I live and write on Lingít Aaní, and gratefully acknowledge the past, present and future caretakers of this beautiful place, the Jilkaat Kwaan and Jilkoot Kwaan.

This morning, while I was watching the little kids so their parents could get out, I had a note from a friend: “I can picture you in a state of perpetual bliss surrounded by all of the grandkids.” Well, I am smiling a lot, that is true, and feel like I am on my best game again. I lost my edge when I didn’t have to be as organized as I was when seven of us lived here all of the time.  And then there was Covid, and caring for my dad. Years of quiet it seems– and actually it was.

But now? The beans are already soaking and the venison is thawing for tomorrow’s chili, and even though no one could say for sure what the schedule was for tonight when I inquired this morning I ordered take-and-bake pizzas from Mt. Market before noon so I’d be prepared in case they went to the high school basketball games. It was a good thing, since they just took two pizzas to Sarah’s house where they will do some yoga  (she is a yoga teacher) eat, and then head to the gym to support the Glacier Bears and see old friends and neighbors.

Anyway, I hope I have not indicated that it is perpetual bliss around here. There are plenty of challenging moments ( I mean, there are two two-year-olds) and the parents all have their own ways of managing and I’m staying out of it. I read my friend’s  message around ten this morning and it looked as if there had been an earthquake in the living room. He was here this summer and mixed fancy cocktails every evening. I replied that I could use a Bees Knees. Now.

It’s been the kind of day where I went from one thing to the next, and I don’t believe I have eaten more than a half a muffin, some old cheese, what was left of a mandarin orange, bits of graham crackers and three cups of coffee.

But we walked, as we always do– and Ella from Australia wrapped up tight– since the wind chills were skin freezing.

The men decided to use the short day to cut more firewood for next year. Scott Rossman dropped off a load of logs yesterday.

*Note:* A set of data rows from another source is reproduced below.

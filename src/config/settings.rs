//! Application settings structs, defaults and TOML persistence.
//!
//! All structs implement `Serialize`, `Deserialize`, `Default` and `Clone`
//! so they can be round-tripped through TOML files and shared across tasks.

use anyhow::Result;
use serde::{Deserialize, Serialize};

use super::AppPaths;

// ---------------------------------------------------------------------------
// ProviderConfig
// ---------------------------------------------------------------------------

/// Settings for the completion-provider endpoint.
#[derive(Debug, Clone, Serialize, Deserialize)]
pub struct ProviderConfig {
    /// Base URL of the API endpoint; the client appends
    /// `/v1/chat/completions`.
    pub base_url: String,
    /// API key — `None` for local providers that need no authentication.
    pub api_key: Option<String>,
    /// Model identifier sent to the API.
    pub model: String,
    /// Sampling temperature (0.0 – 1.0).
    pub temperature: f32,
    /// Maximum seconds to wait for a completion before timing out. Content
    /// generation is slow compared to chat, so the default is generous.
    pub timeout_secs: u64,
}

impl Default for ProviderConfig {
    fn default() -> Self {
        Self {
            base_url: "https://ai.gateway.lovable.dev".into(),
            api_key: None,
            model: "google/gemini-2.5-flash".into(),
            temperature: 0.7,
            timeout_secs: 60,
        }
    }
}

// ---------------------------------------------------------------------------
// SessionConfig
// ---------------------------------------------------------------------------

/// Settings for quiz-session presentation behaviour.
#[derive(Debug, Clone, Serialize, Deserialize)]
pub struct SessionConfig {
    /// Seconds to keep correctness feedback visible before advancing to the
    /// next question. The front-end owns this timer; the state machine's
    /// `advance` itself is synchronous.
    pub feedback_secs: u64,
    /// Offer the per-question hint before an answer is submitted.
    pub show_hints: bool,
}

impl Default for SessionConfig {
    fn default() -> Self {
        Self {
            feedback_secs: 2,
            show_hints: true,
        }
    }
}

// ---------------------------------------------------------------------------
// AppConfig  (top-level)
// ---------------------------------------------------------------------------

/// Top-level application configuration, serialised as `settings.toml`.
///
/// # Persistence
///
/// ```rust,no_run
/// use speak_solve::config::AppConfig;
///
/// // Load (returns Default when file is missing)
/// let config = AppConfig::load().unwrap();
///
/// // Modify and save
/// // config.save().unwrap();
/// ```
#[derive(Debug, Clone, Default, Serialize, Deserialize)]
pub struct AppConfig {
    /// Completion-provider settings.
    pub provider: ProviderConfig,
    /// Quiz-session presentation settings.
    pub session: SessionConfig,
}

impl AppConfig {
    /// Load configuration from the platform-appropriate `settings.toml`.
    ///
    /// Returns `Ok(AppConfig::default())` when the file does not exist yet
    /// (first-run scenario) so callers never need to special-case a missing
    /// file.
    pub fn load() -> Result<Self> {
        Self::load_from(&AppPaths::new().settings_file)
    }

    /// Load from an explicit path (useful for tests).
    pub fn load_from(path: &std::path::Path) -> Result<Self> {
        if !path.exists() {
            return Ok(Self::default());
        }
        let content = std::fs::read_to_string(path)?;
        let config: Self = toml::from_str(&content)?;
        Ok(config)
    }

    /// Save configuration to the platform-appropriate `settings.toml`,
    /// creating parent directories as needed.
    pub fn save(&self) -> Result<()> {
        self.save_to(&AppPaths::new().settings_file)
    }

    /// Save to an explicit path (useful for tests).
    pub fn save_to(&self, path: &std::path::Path) -> Result<()> {
        if let Some(parent) = path.parent() {
            std::fs::create_dir_all(parent)?;
        }
        let content = toml::to_string_pretty(self)?;
        std::fs::write(path, content)?;
        Ok(())
    }
}

// ---------------------------------------------------------------------------
// Tests
// ---------------------------------------------------------------------------
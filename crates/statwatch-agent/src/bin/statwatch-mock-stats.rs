use anyhow::{anyhow, bail, Context, Result};
use axum::extract::State;
use axum::http::StatusCode;
use axum::routing::get;
use axum::Router;
use std::env;
use std::net::SocketAddr;
use std::sync::atomic::{AtomicU64, Ordering};
use std::sync::Arc;

const HEALTHY_LINE: &str =
    "1.5,8000000000,2000000000,1000000000000,200000000000,1000000000,100000000";

#[derive(Clone, Copy, Debug, Eq, PartialEq)]
enum Scenario {
    Healthy,
    Load,
    Memory,
    Disk,
    Network,
    Overload,
    Garbage,
    Short,
    Error,
    Flaky,
}

impl Scenario {
    fn parse(value: &str) -> Result<Self> {
        match value {
            "healthy" => Ok(Self::Healthy),
            "load" => Ok(Self::Load),
            "memory" => Ok(Self::Memory),
            "disk" => Ok(Self::Disk),
            "network" => Ok(Self::Network),
            "overload" => Ok(Self::Overload),
            "garbage" => Ok(Self::Garbage),
            "short" => Ok(Self::Short),
            "error" => Ok(Self::Error),
            "flaky" => Ok(Self::Flaky),
            _ => bail!("unknown scenario: {value}"),
        }
    }

    fn names() -> &'static [&'static str] {
        &[
            "healthy", "load", "memory", "disk", "network", "overload", "garbage", "short",
            "error", "flaky",
        ]
    }

    fn as_str(self) -> &'static str {
        match self {
            Self::Healthy => "healthy",
            Self::Load => "load",
            Self::Memory => "memory",
            Self::Disk => "disk",
            Self::Network => "network",
            Self::Overload => "overload",
            Self::Garbage => "garbage",
            Self::Short => "short",
            Self::Error => "error",
            Self::Flaky => "flaky",
        }
    }

    /// Body for one hit, or `None` to answer with a 500. `flaky`
    /// alternates between the two so a watching agent never builds a
    /// streak of three.
    fn stats_line(self, hit: u64) -> Option<&'static str> {
        match self {
            Self::Healthy => Some(HEALTHY_LINE),
            Self::Load => Some(
                "42.5,8000000000,2000000000,1000000000000,200000000000,1000000000,100000000",
            ),
            Self::Memory => Some(
                "1.5,8000000000,6800000000,1000000000000,200000000000,1000000000,100000000",
            ),
            Self::Disk => Some(
                "1.5,8000000000,2000000000,1000000000000,950000000000,1000000000,100000000",
            ),
            Self::Network => Some(
                "1.5,8000000000,2000000000,1000000000000,200000000000,1000000000,950000000",
            ),
            Self::Overload => Some(
                "42.5,8000000000,6800000000,1000000000000,950000000000,1000000000,950000000",
            ),
            Self::Garbage => Some(
                "1.5,8000000000,two billion,1000000000000,200000000000,1000000000,100000000",
            ),
            Self::Short => {
                Some("1.5,8000000000,2000000000,1000000000000,200000000000,1000000000")
            }
            Self::Error => None,
            Self::Flaky => {
                if hit % 2 == 0 {
                    None
                } else {
                    Some(HEALTHY_LINE)
                }
            }
        }
    }
}

#[derive(Debug)]
struct Config {
    listen: SocketAddr,
    scenario: Scenario,
}

impl Default for Config {
    fn default() -> Self {
        Self {
            listen: SocketAddr::from(([127, 0, 0, 1], 8080)),
            scenario: Scenario::Healthy,
        }
    }
}

enum CliAction {
    Run(Config),
    Help,
    ListScenarios,
}

fn usage() {
    println!(
        "Usage:\n  statwatch-mock-stats [options]\n\nServes GET /_stats with a canned body so a locally built agent\npointed at the listen address prints predictable warnings.\n\nOptions:\n  --listen <addr:port>  bind address (default: 127.0.0.1:8080)\n  --scenario <name>     healthy|load|memory|disk|network|overload|garbage|short|error|flaky (default: healthy)\n  --list-scenarios      print supported scenarios\n  -h, --help            show this help"
    );
}

fn parse_cli() -> Result<CliAction> {
    let mut config = Config::default();
    let mut args = env::args().skip(1);

    while let Some(arg) = args.next() {
        match arg.as_str() {
            "-h" | "--help" => return Ok(CliAction::Help),
            "--list-scenarios" => return Ok(CliAction::ListScenarios),
            "--listen" => {
                let value = next_value(&mut args, "--listen")?;
                config.listen = value
                    .parse()
                    .with_context(|| format!("invalid listen address: {value}"))?;
            }
            "--scenario" => {
                let value = next_value(&mut args, "--scenario")?;
                config.scenario = Scenario::parse(&value)?;
            }
            _ => bail!("unknown argument: {arg}"),
        }
    }

    Ok(CliAction::Run(config))
}

fn next_value<I>(args: &mut I, flag: &str) -> Result<String>
where
    I: Iterator<Item = String>,
{
    args.next()
        .ok_or_else(|| anyhow!("missing value for {flag}"))
}

struct MockState {
    scenario: Scenario,
    hits: AtomicU64,
}

async fn serve_stats(State(state): State<Arc<MockState>>) -> (StatusCode, String) {
    let hit = state.hits.fetch_add(1, Ordering::Relaxed);
    match state.scenario.stats_line(hit) {
        Some(line) => {
            println!(
                "[mock-stats][200] hit={hit} scenario={} body={line}",
                state.scenario.as_str()
            );
            (StatusCode::OK, line.to_string())
        }
        None => {
            println!(
                "[mock-stats][500] hit={hit} scenario={}",
                state.scenario.as_str()
            );
            (
                StatusCode::INTERNAL_SERVER_ERROR,
                "mock upstream failure\n".to_string(),
            )
        }
    }
}

async fn run(config: Config) -> Result<()> {
    let state = Arc::new(MockState {
        scenario: config.scenario,
        hits: AtomicU64::new(0),
    });
    let app = Router::new()
        .route("/_stats", get(serve_stats))
        .with_state(state);

    let listener = tokio::net::TcpListener::bind(config.listen)
        .await
        .with_context(|| format!("failed to bind {}", config.listen))?;
    println!(
        "[mock-stats] listening on http://{}/_stats scenario={}",
        listener.local_addr()?,
        config.scenario.as_str()
    );

    axum::serve(listener, app).await?;
    Ok(())
}

#[tokio::main]
async fn main() -> Result<()> {
    match parse_cli()? {
        CliAction::Help => {
            usage();
            Ok(())
        }
        CliAction::ListScenarios => {
            for name in Scenario::names() {
                println!("{name}");
            }
            Ok(())
        }
        CliAction::Run(config) => run(config).await,
    }
}
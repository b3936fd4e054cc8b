//! The capability boundary between the watch policy and the network.

use async_trait::async_trait;

/// Why a raw stats fetch failed, before any parsing.
///
/// The categories exist for diagnostics; the watch policy counts every
/// variant as the same kind of failed cycle.
#[derive(Debug, Clone, PartialEq, Eq, thiserror::Error)]
pub enum FetchError {
    /// The request never produced a response (connect, DNS, timeout).
    #[error("transport error: {0}")]
    Transport(String),

    /// The endpoint answered with a status other than 200.
    #[error("unexpected HTTP status {0}")]
    Status(u16),

    /// The response arrived but its body could not be read.
    #[error("failed to read response body: {0}")]
    Body(String),
}

/// Fetches one raw stats line from the watched host.
///
/// The production implementation speaks HTTP; tests substitute scripted
/// outcomes to drive [`crate::engine::WatchEngine`] deterministically.
#[async_trait]
pub trait StatsSource: Send {
    async fn fetch_raw(&mut self) -> Result<String, FetchError>;
}
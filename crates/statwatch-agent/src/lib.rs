//! Agent-side wiring for statwatch: the HTTP stats source and the
//! binaries that drive it.

pub mod source;
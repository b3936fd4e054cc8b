//! Threshold checks over a single metric sample.

use crate::sample::MetricSample;
use crate::thresholds::{
    MAX_DISK_USAGE_PERCENT, MAX_LOAD_AVERAGE, MAX_MEMORY_USAGE_PERCENT, MAX_NETWORK_USAGE_PERCENT,
};
use std::fmt;

/// A single threshold breach, carrying the value its message reports.
#[derive(Debug, Clone, Copy, PartialEq)]
pub enum Warning {
    /// Load average above [`MAX_LOAD_AVERAGE`].
    HighLoad { load_average: f64 },
    /// Memory usage above [`MAX_MEMORY_USAGE_PERCENT`].
    HighMemory { used_percent: f64 },
    /// Disk usage above [`MAX_DISK_USAGE_PERCENT`], reported as space left.
    LowDisk { free_mb: f64 },
    /// Bandwidth usage above [`MAX_NETWORK_USAGE_PERCENT`], reported as
    /// throughput left.
    LowBandwidth { free_mbit: f64 },
}

impl fmt::Display for Warning {
    fn fmt(&self, f: &mut fmt::Formatter<'_>) -> fmt::Result {
        match self {
            Warning::HighLoad { load_average } => {
                write!(f, "Load Average is too high: {load_average:.2}")
            }
            Warning::HighMemory { used_percent } => {
                write!(f, "Memory usage too high: {used_percent:.2}%")
            }
            Warning::LowDisk { free_mb } => {
                write!(f, "Free disk space is too low: {free_mb:.0} Mb left")
            }
            Warning::LowBandwidth { free_mbit } => {
                write!(f, "Network bandwidth usage high: {free_mbit:.2} Mbit/s available")
            }
        }
    }
}

/// Runs every threshold check against `sample`.
///
/// The checks are independent, so any subset can fire on one sample, and
/// each comparison is strictly greater-than: a value sitting exactly on
/// its limit stays quiet. Ratios are not guarded against zero totals; a
/// NaN ratio compares false and suppresses its warning, an infinite
/// ratio fires it.
pub fn evaluate(sample: &MetricSample) -> Vec<Warning> {
    let mut warnings = Vec::new();

    if sample.load_average > MAX_LOAD_AVERAGE {
        warnings.push(Warning::HighLoad {
            load_average: sample.load_average,
        });
    }

    if sample.memory_used_percent() > MAX_MEMORY_USAGE_PERCENT {
        warnings.push(Warning::HighMemory {
            used_percent: sample.memory_used_percent(),
        });
    }

    if sample.disk_used_percent() > MAX_DISK_USAGE_PERCENT {
        warnings.push(Warning::LowDisk {
            free_mb: sample.free_disk_mb(),
        });
    }

    if sample.network_used_percent() > MAX_NETWORK_USAGE_PERCENT {
        warnings.push(Warning::LowBandwidth {
            free_mbit: sample.free_bandwidth_mbit(),
        });
    }

    warnings
}
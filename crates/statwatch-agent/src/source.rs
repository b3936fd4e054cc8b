//! HTTP implementation of the stats source.

use async_trait::async_trait;
use reqwest::StatusCode;
use statwatch_core::source::{FetchError, StatsSource};

/// The endpoint this agent watches.
pub const STATS_URL: &str = "http://srv.msk01.gigacorp.local/_stats";

/// Fetches the raw stats line over HTTP.
pub struct HttpStatsSource {
    client: reqwest::Client,
    url: String,
}

impl HttpStatsSource {
    /// Source pointed at [`STATS_URL`].
    pub fn new() -> Self {
        Self::with_url(STATS_URL)
    }

    /// Source pointed at a caller-supplied endpoint (tests, mock server).
    pub fn with_url(url: impl Into<String>) -> Self {
        Self {
            client: reqwest::Client::new(),
            url: url.into(),
        }
    }
}

impl Default for HttpStatsSource {
    fn default() -> Self {
        Self::new()
    }
}

#[async_trait]
impl StatsSource for HttpStatsSource {
    async fn fetch_raw(&mut self) -> Result<String, FetchError> {
        let response = self
            .client
            .get(&self.url)
            .send()
            .await
            .map_err(|e| FetchError::Transport(e.to_string()))?;

        let status = response.status();
        if status != StatusCode::OK {
            return Err(FetchError::Status(status.as_u16()));
        }

        response
            .text()
            .await
            .map_err(|e| FetchError::Body(e.to_string()))
    }
}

I did have a little victory with a busy Aussie boy who found today’s cold too daunting. Turns out Luca really likes my typewriter. He wrote a story about a man without a finger. He met Christian’s buddy Luck at Tikes and Trikes with his little boy. Luck lost his finger in  a construction accident. For years it was in the school science room in a jar. Christian had promised to show it to Luca and his brother, but Luck said that someone threw it away. This all made a big impression on young Luca, apparently. It could be a novel someday.

While my daughter, Ella and Beth and I we were walking, single-file into the wind on the narrow trail through the woods, Beth and I fell back as the girls marched ahead, and she asked me how I was doing with the grief, with this also being the season of Papa Bob’s death. It will be a year on Christmas Eve. I told her, and maybe I’m kidding myself, but if feels true, that I’m determined to appreciate every bit of this time, because I know how suddenly everything can change– I mean he ate his pie and drank his wine and took a nap on the couch as we cleared the table and never woke up. Because I know that, I am making the most of these days, nights, next few weeks, as none of us knows what tomorrow may bring.

Papa Bob drove me nuts because he never took off his shoes when he napped on the couch, and he napped a lot. His heels tore the slipcovers (on both sides of the couch and all the cushions, I kept switching them…) I swore that when he died I’d buy new ones, or even an entire sofa (this old one has survived five teenagers, a half-dozen dogs and a pack of grandbabies,parties, friends, happy and sad times too.). But– and yes, I know that this is a long way of answering Beth’s question– — But I chose to keep it just the way it is. Because this is our house and I like it this way.